Une succession d’heureuses rencontres et les portes d’adidas s’ouvrent

Ce n’est que le début de sa carrière professionnelle. A l’issue de ses études, il travaille d’abord pour Vice : « L’histoire avec Vice est tellement dingue… A la fin de mon Bachelor, il y avait des stages d’un an proposés chez Adidas, dont le siège national est situé en banlieue de Manchester. C’est une première étape pour être recruté chez eux. Moi, ça me fait clairement rêver. C’est la grosse boîte du secteur, c’est une marque qui m’a toujours fait kiffer. Sauf que je n’obtiens pas le poste. Mais une nana m’a bien aimé et me demande un peu dans quoi je recherche. Je lui parle de mode, de sportwear, de médias… Elle envoie mon CV chez Vice UK. »

La passe décisive fait presque but. Vice le contacte et lui propose un contrat à temps plein ! Mais Luceny a son mémoire de fin d’études à finir, alors l’offre le fait cogiter. « Finalement, je préfère être honnête avec eux, moi il faut que je travaille aussi mon mémoire, je ne vais pas tout planter alors que j’arrive quasi au bout. » Mais, là encore, sa candidature séduit. Nouvelle passe décisive, de Vice UK à Vice France cette fois. « Ils étaient moins dans le speed, ils pouvaient me laisser du temps pour le mémoire donc je suis rentré en France. » Il est nommé responsable des partenariats événementiels. Cela consiste à trouver des solutions d’activations événementielles à des marques clientes, type Nike, Diesel, le Coq Sportif.

Au moment où il arrive, Vice France c’est une dizaine de personnes seulement dans un petit appartement du 18e arrondissement. Luceny parle d’une expérience très formatrice, qui « aide forcément pour la suite. Quand j’ai signé chez Adidas, ce que j’avais appris chez Vice en terme d’organisation, souvent à la dernière minute, me permettait aussi de me démarquer. Je me souviens que, chez Vice, on avait plein d’idées mais pas un euro. On brainstormait parfois sur un projet sans même avoir les financements ! » 

Pour son mémoire, Luceny travaille sur une pub Adidas. Le directeur de la publication de Vice le met en contact avec la responsable de la communication d’Adidas France, qu’il connaît bien. Luceny raconte la suite de l’histoire : « Je la rencontre deux heures dans le cadre de mon mémoire et à la fin de l’entretien, je lui dis que je vais être diplômé dans quelques mois, et que j’étais preneur s’ils avaient le moindre poste. Elle m’a rappelé pour me proposer le job. J’étais à ce moment là sur le point de m’engager avec une agence de pub. L’agence de pub me proposait un CDI. Adidas me proposait un stage. Mais je n’ai même pas réfléchi deux secondes. C’était ma passion, je savais que je n’aurais même pas l’impression de travailler. Comme quoi, il faut toujours persévérer… Ce qui n’avait pas marché en Angleterre avait marché en France. » 
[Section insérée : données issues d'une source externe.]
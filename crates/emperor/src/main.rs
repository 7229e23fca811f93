use anyhow::Result;
use clap::Parser;
use emperor::cli::{self, Cli};
use tokio_util::sync::CancellationToken;
use tracing::warn;
use tracing_subscriber::EnvFilter;

#[tokio::main]
async fn main() -> Result<()> {
    let default_level = "warn";
    let _ = tracing_subscriber::fmt()
        .with_env_filter(
            EnvFilter::try_from_default_env()
                .or_else(|_| EnvFilter::try_new(default_level))
                .unwrap_or_else(|_| EnvFilter::new(default_level)),
        )
        .with_writer(std::io::stderr)
        .try_init();

    let cli = Cli::parse();

    let cancel = CancellationToken::new();
    let on_interrupt = cancel.clone();
    tokio::spawn(async move {
        if tokio::signal::ctrl_c().await.is_err() {
            return;
        }
        warn!("Interrupted, stopping (press Ctrl-C again to exit now)");
        on_interrupt.cancel();

        if tokio::signal::ctrl_c().await.is_ok() {
            std::process::exit(130);
        }
    });

    cli::run(cli, cancel).await
}
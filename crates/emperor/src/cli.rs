//! Command line surface.

use crate::cipher::Nip04Cipher;
use crate::config::{EmperorConfig, load_relay_endpoints};
use crate::identity::{get_or_create_identity, parse_public_key};
use crate::payload::{Payload, Pulled};
use crate::publish::publish;
use crate::retry::until_cancelled;
use crate::subscribe::{parse_publish_id, pull};
use anyhow::{Context, Result};
use clap::{Args, Parser, Subcommand};
use nostr::Keys;
use nostr_client::{RelayPool, TlsPolicy};
use std::path::PathBuf;
use tokio_util::sync::CancellationToken;

#[derive(Parser, Debug)]
#[command(name = "emperor")]
#[command(version)]
#[command(about = "Send encrypted messages and files through Nostr relays")]
pub struct Cli {
    /// Config file (default: <config dir>/emperor/config.toml)
    #[arg(long, global = true, env = "EMPEROR_CONFIG")]
    pub config: Option<PathBuf>,

    /// JSON array of relay URLs, replacing the configured relays
    #[arg(long, global = true)]
    pub relays_file: Option<PathBuf>,

    /// Relay URL; repeat or comma-separate for several. Overrides all other relay settings.
    #[arg(long = "relay", global = true, value_delimiter = ',')]
    pub relays: Vec<String>,

    /// Accept any TLS certificate from relays
    #[arg(long, global = true)]
    pub insecure: bool,

    /// Key file (default: <data dir>/keychain.key)
    #[arg(long, global = true)]
    pub keyfile: Option<PathBuf>,

    #[command(subcommand)]
    pub command: Command,
}

#[derive(Subcommand, Debug)]
pub enum Command {
    /// Encrypt a payload for a recipient and publish it
    Push {
        /// Recipient public key (npub or hex)
        #[arg(long)]
        to: String,

        #[command(flatten)]
        payload: PayloadArgs,
    },

    /// Fetch and decrypt a payload by publish id
    Pull {
        /// Publish id printed by `push`
        #[arg(long)]
        id: String,

        /// Sender public key (npub or hex)
        #[arg(long)]
        from: String,

        /// Directory for received files
        #[arg(long)]
        out: Option<PathBuf>,
    },

    /// Show the local identity
    Whoami,
}

#[derive(Args, Debug)]
#[group(required = true, multiple = false)]
pub struct PayloadArgs {
    /// Text message
    #[arg(long)]
    pub message: Option<String>,

    /// Arbitrary JSON value
    #[arg(long)]
    pub json: Option<String>,

    /// File to send
    #[arg(long)]
    pub file: Option<PathBuf>,
}

impl PayloadArgs {
    pub fn into_payload(self) -> Result<Payload> {
        if let Some(text) = self.message {
            return Ok(Payload::text(text));
        }
        if let Some(json) = self.json {
            let value = serde_json::from_str(&json).context("--json is not valid JSON")?;
            return Ok(Payload::Message(value));
        }
        if let Some(path) = self.file {
            let bytes = std::fs::read(&path)
                .with_context(|| format!("Failed to read {}", path.display()))?;
            return Ok(Payload::File(bytes));
        }
        anyhow::bail!("one of --message, --json or --file is required")
    }
}

struct Resolved {
    config: EmperorConfig,
    keys: Keys,
    relays: Vec<String>,
}

impl Cli {
    fn load(&self) -> Result<Resolved> {
        let mut config =
            EmperorConfig::load(self.config.as_deref()).context("Failed to load config")?;
        if self.insecure {
            config.tls = TlsPolicy::Insecure;
        }

        let keyfile = match &self.keyfile {
            Some(path) => path.clone(),
            None => config.keyfile_path()?,
        };
        let keys = get_or_create_identity(&keyfile)
            .with_context(|| format!("Failed to load identity from {}", keyfile.display()))?;

        let relays = load_relay_endpoints(&config, self.relays_file.as_deref(), &self.relays)?;

        Ok(Resolved {
            config,
            keys,
            relays,
        })
    }
}

/// Connect to the configured relays. Cancellation drops the half-open pool,
/// which aborts its pending connections.
async fn open_session(ctx: &Resolved, cancel: &CancellationToken) -> Result<RelayPool> {
    let session = until_cancelled(cancel, RelayPool::open(&ctx.relays, ctx.config.relay_config()))
        .await
        .context("Interrupted while connecting to relays")?;
    Ok(session)
}

/// Execute the parsed command. Output goes to stdout; logs go to stderr.
pub async fn run(cli: Cli, cancel: CancellationToken) -> Result<()> {
    let ctx = cli.load()?;

    match cli.command {
        Command::Push { to, payload } => {
            let recipient = parse_public_key(&to)?;
            let payload = payload.into_payload()?;

            let session = open_session(&ctx, &cancel).await?;
            let receipt = publish(
                &session,
                &ctx.keys,
                &Nip04Cipher,
                &recipient,
                &payload,
                &ctx.config.publish_options(),
                &cancel,
            )
            .await
            .context("Publish failed")?;

            println!("publish id: {}", receipt.publish_id);
            println!("from: {}", ctx.keys.npub()?);
        }
        Command::Pull { id, from, out } => {
            let sender = parse_public_key(&from)?;
            let id = parse_publish_id(&id)?;

            let session = open_session(&ctx, &cancel).await?;
            let pulled = pull(
                &session,
                &ctx.keys,
                &Nip04Cipher,
                &sender,
                Some(&id),
                &ctx.config.pull_options(out),
                &cancel,
            )
            .await
            .context("Pull failed")?;

            match pulled {
                Pulled::Message { text, .. } => println!("{}", text),
                Pulled::File { path, size, .. } => {
                    println!("saved {} bytes to {}", size, path.display())
                }
            }
        }
        Command::Whoami => {
            println!("npub: {}", ctx.keys.npub()?);
            println!("hex: {}", ctx.keys.public_key_hex());
        }
    }

    Ok(())
}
Il travaille alors entre la communication et le marketing. Pour résumer grossièrement, il est chargé d’articuler la stratégie de communication globale avec les besoins et contraintes d’une boutique. Concrètement, cela passe par la disposition des affiches et stands au sein d’un magasin mais aussi par l’organisation de petits événements ponctuels avec des guests.
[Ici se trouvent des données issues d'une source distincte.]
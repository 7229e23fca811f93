//! Transport seam used by higher-level protocols.
//!
//! [`RelayPool`] is the production implementation; tests substitute an
//! in-memory transport to script relay behavior.

use crate::error::Result;
use crate::message::{ClientMessage, Filter};
use crate::message_pool::{Drain, MessagePool};
use crate::pool::RelayPool;
use async_trait::async_trait;

#[async_trait]
pub trait RelayTransport: Send + Sync {
    /// Write a text frame to the relays; `Ok` when at least one accepted it.
    async fn publish_raw(&self, message: &str) -> Result<usize>;

    /// Record interest in events for `subscription_id` matching `filters`.
    fn register_subscription(&self, subscription_id: &str, filters: Vec<Filter>);

    /// Events retained for registered subscriptions.
    fn message_pool(&self) -> &MessagePool;

    fn drain_pool(&self) -> Drain<'_> {
        self.message_pool().drain()
    }

    /// Send `["CLOSE", id]` once, without retrying.
    async fn close_subscription(&self, subscription_id: &str) -> Result<usize> {
        let message = ClientMessage::close(subscription_id).to_json()?;
        self.publish_raw(&message).await
    }

    /// Tear down connections.
    async fn close(&self) {}
}

#[async_trait]
impl RelayTransport for RelayPool {
    async fn publish_raw(&self, message: &str) -> Result<usize> {
        RelayPool::publish_raw(self, message).await
    }

    fn register_subscription(&self, subscription_id: &str, filters: Vec<Filter>) {
        RelayPool::register_subscription(self, subscription_id, filters)
    }

    fn message_pool(&self) -> &MessagePool {
        RelayPool::message_pool(self)
    }

    async fn close_subscription(&self, subscription_id: &str) -> Result<usize> {
        self.unregister_subscription(subscription_id);
        let message = ClientMessage::close(subscription_id).to_json()?;
        RelayPool::publish_raw(self, &message).await
    }

    async fn close(&self) {
        RelayPool::close(self).await
    }
}
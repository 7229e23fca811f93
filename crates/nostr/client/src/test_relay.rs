//! In-process relay for tests.
//!
//! Stores every published event, answers `EVENT` with `OK`, and answers `REQ`
//! by replaying *all* stored events followed by `EOSE`. It deliberately does
//! not apply filters so client-side filtering gets exercised.

use futures::{SinkExt, StreamExt};
use nostr::Event;
use parking_lot::Mutex;
use serde_json::{Value, json};
use std::net::SocketAddr;
use std::sync::Arc;
use tokio::net::{TcpListener, TcpStream};
use tokio::task::{JoinHandle, JoinSet};
use tokio_tungstenite::{accept_async, tungstenite::Message};
use tracing::debug;

#[derive(Debug, Default)]
struct RelayState {
    events: Vec<Event>,
    received: Vec<String>,
}

/// A websocket relay bound to an ephemeral localhost port.
pub struct TestRelay {
    addr: SocketAddr,
    state: Arc<Mutex<RelayState>>,
    task: JoinHandle<()>,
}

impl TestRelay {
    pub async fn start() -> std::io::Result<Self> {
        let listener = TcpListener::bind("127.0.0.1:0").await?;
        let addr = listener.local_addr()?;
        let state = Arc::new(Mutex::new(RelayState::default()));

        let accept_state = Arc::clone(&state);
        let task = tokio::spawn(async move {
            // Dropping the set on abort tears down every open connection.
            let mut connections = JoinSet::new();
            while let Ok((stream, _)) = listener.accept().await {
                connections.spawn(serve(stream, Arc::clone(&accept_state)));
            }
        });

        Ok(Self { addr, state, task })
    }

    pub fn url(&self) -> String {
        format!("ws://{}", self.addr)
    }

    /// Add an event as if some other client had published it.
    pub fn store(&self, event: Event) {
        self.state.lock().events.push(event);
    }

    pub fn stored_events(&self) -> Vec<Event> {
        self.state.lock().events.clone()
    }

    /// Every text frame received, in arrival order.
    pub fn received(&self) -> Vec<String> {
        self.state.lock().received.clone()
    }

    /// Stop listening and drop all connections.
    pub fn shutdown(&self) {
        self.task.abort();
    }
}

impl Drop for TestRelay {
    fn drop(&mut self) {
        self.task.abort();
    }
}

async fn serve(stream: TcpStream, state: Arc<Mutex<RelayState>>) {
    let ws = match accept_async(stream).await {
        Ok(ws) => ws,
        Err(e) => {
            debug!("test relay handshake failed: {}", e);
            return;
        }
    };
    let (mut write, mut read) = ws.split();

    while let Some(Ok(frame)) = read.next().await {
        let Message::Text(text) = frame else {
            continue;
        };
        let text = text.as_str().to_string();
        state.lock().received.push(text.clone());

        let Ok(frame) = serde_json::from_str::<Vec<Value>>(&text) else {
            continue;
        };

        let replies = match frame.first().and_then(Value::as_str) {
            Some("EVENT") => match frame.get(1).cloned().map(serde_json::from_value::<Event>) {
                Some(Ok(event)) => {
                    let reply = json!(["OK", event.id, true, ""]);
                    state.lock().events.push(event);
                    vec![reply]
                }
                _ => vec![json!(["NOTICE", "invalid: malformed event"])],
            },
            Some("REQ") => {
                let subscription_id = frame.get(1).and_then(Value::as_str).unwrap_or_default();
                let mut replies: Vec<Value> = state
                    .lock()
                    .events
                    .iter()
                    .map(|event| json!(["EVENT", subscription_id, event]))
                    .collect();
                replies.push(json!(["EOSE", subscription_id]));
                replies
            }
            _ => Vec::new(),
        };

        for reply in replies {
            if write.send(Message::text(reply.to_string())).await.is_err() {
                return;
            }
        }
    }
}
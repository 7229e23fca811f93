//! Plaintext payloads and how pulled payloads are materialized.

use crate::envelope::PayloadType;
use crate::error::{EmperorError, Result};
use base64::Engine;
use base64::engine::general_purpose::STANDARD as BASE64;
use serde_json::Value;
use std::fs::{self, OpenOptions};
use std::io::{ErrorKind, Write};
use std::path::{Path, PathBuf};
use tracing::info;
use uuid::Uuid;

/// What a sender pushes.
#[derive(Debug, Clone, PartialEq)]
pub enum Payload {
    /// Any JSON value; a plain text message is a JSON string.
    Message(Value),
    /// Raw bytes, carried base64-encoded.
    File(Vec<u8>),
}

impl Payload {
    pub fn text(text: impl Into<String>) -> Self {
        Payload::Message(Value::String(text.into()))
    }

    pub fn payload_type(&self) -> PayloadType {
        match self {
            Payload::Message(_) => PayloadType::Message,
            Payload::File(_) => PayloadType::File,
        }
    }

    /// The JSON text that gets encrypted.
    pub fn to_plaintext(&self) -> Result<String> {
        let value = match self {
            Payload::Message(value) => value.clone(),
            Payload::File(bytes) => Value::String(BASE64.encode(bytes)),
        };
        Ok(serde_json::to_string(&value)?)
    }

    /// Inverse of [`Payload::to_plaintext`] for a given envelope type.
    pub fn from_plaintext(payload_type: &PayloadType, plaintext: &str) -> Result<Self> {
        if payload_type.is_file() {
            let encoded: String = serde_json::from_str(plaintext)
                .map_err(|e| EmperorError::Payload(format!("file payload is not a JSON string: {}", e)))?;
            let bytes = BASE64
                .decode(encoded.as_bytes())
                .map_err(|e| EmperorError::Payload(format!("file payload is not base64: {}", e)))?;
            return Ok(Payload::File(bytes));
        }

        // Legacy senders may have produced text that is not JSON at all.
        let value = serde_json::from_str(plaintext)
            .unwrap_or_else(|_| Value::String(plaintext.to_string()));
        Ok(Payload::Message(value))
    }
}

/// Result of a successful pull.
#[derive(Debug, Clone, PartialEq, Eq)]
pub enum Pulled {
    Message {
        publish_id: String,
        /// A JSON string unwrapped, anything else as JSON text
        text: String,
    },
    File {
        publish_id: String,
        path: PathBuf,
        size: usize,
    },
}

impl Pulled {
    pub fn publish_id(&self) -> &str {
        match self {
            Pulled::Message { publish_id, .. } | Pulled::File { publish_id, .. } => publish_id,
        }
    }

    /// Turn a decrypted payload into its final form, saving files into `output_dir`.
    pub fn materialize(publish_id: String, payload: Payload, output_dir: &Path) -> Result<Self> {
        match payload {
            Payload::Message(Value::String(text)) => Ok(Pulled::Message { publish_id, text }),
            Payload::Message(value) => Ok(Pulled::Message {
                publish_id,
                text: value.to_string(),
            }),
            Payload::File(bytes) => {
                let path = save_file(output_dir, &bytes)?;
                Ok(Pulled::File {
                    publish_id,
                    path,
                    size: bytes.len(),
                })
            }
        }
    }
}

/// Write `bytes` to a freshly named file in `dir`. Existing files are never
/// overwritten.
pub fn save_file(dir: &Path, bytes: &[u8]) -> Result<PathBuf> {
    fs::create_dir_all(dir)?;

    loop {
        let path = dir.join(Uuid::new_v4().simple().to_string());
        match OpenOptions::new().write(true).create_new(true).open(&path) {
            Ok(mut file) => {
                file.write_all(bytes)?;
                file.sync_all()?;
                info!("Saved {} bytes to {}", bytes.len(), path.display());
                return Ok(path);
            }
            Err(e) if e.kind() == ErrorKind::AlreadyExists => continue,
            Err(e) => return Err(e.into()),
        }
    }
}
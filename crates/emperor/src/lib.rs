//! Emperor: encrypted message and file transfer over Nostr relays.
//!
//! A sender encrypts a payload for a recipient with NIP-04, wraps it in a
//! small JSON envelope and publishes it as a kind [`APP_KIND`] event. The
//! event id is the publish id; the recipient pulls by that id and the
//! sender's public key.
//!
//! ```no_run
//! use emperor::{Nip04Cipher, Payload, PublishOptions, publish};
//! use nostr::Keys;
//! use nostr_client::{RelayConfig, RelayPool};
//! use tokio_util::sync::CancellationToken;
//!
//! # async fn example() -> emperor::Result<()> {
//! let identity = Keys::generate();
//! let recipient = Keys::generate();
//! let session = RelayPool::open(["wss://relay.damus.io"], RelayConfig::default()).await;
//!
//! let receipt = publish(
//!     &session,
//!     &identity,
//!     &Nip04Cipher,
//!     recipient.public_key(),
//!     &Payload::text("hello"),
//!     &PublishOptions::default(),
//!     &CancellationToken::new(),
//! )
//! .await?;
//! println!("publish id: {}", receipt.publish_id);
//! # Ok(())
//! # }
//! ```

pub mod cipher;
pub mod cli;
pub mod config;
pub mod envelope;
pub mod error;
pub mod identity;
pub mod payload;
pub mod publish;
pub mod retry;
pub mod subscribe;

pub use cipher::{Cipher, Nip04Cipher};
pub use config::{DEFAULT_RELAYS, EmperorConfig, load_relay_endpoints};
pub use envelope::{APP_KIND, Envelope, PayloadType};
pub use error::{EmperorError, Result};
pub use identity::{KEYFILE_NAME, get_or_create_identity, load_identity, parse_public_key};
pub use payload::{Payload, Pulled};
pub use publish::{PublishOptions, PublishReceipt, publish};
pub use retry::{Accepted, retry_until_accepted, until_cancelled};
pub use subscribe::{PullOptions, parse_publish_id, pull};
Va trouver le contact de la vraie jeunesse de France, des jeunes de Bondy, de Joinville et des quartiers nord de Marseille !

Pour Luceny, la passion du football et cette attraction pour Adidas sont clairement liées : « Adidas, ça a toujours été la marque numéro un dans le football, c’est la marque avec laquelle j’ai grandi. Avant même d’avoir des baskets de marque, je me souviens avoir d’abord eu des crampons Adidas. Et maintenant que je suis un professionnel du marketing, je me rends compte de la loyauté incroyable de chacun envers les marques de sa jeunesse. Adidas, c’était la marque qui me donnait confiance et dont on parlait avec des potes.»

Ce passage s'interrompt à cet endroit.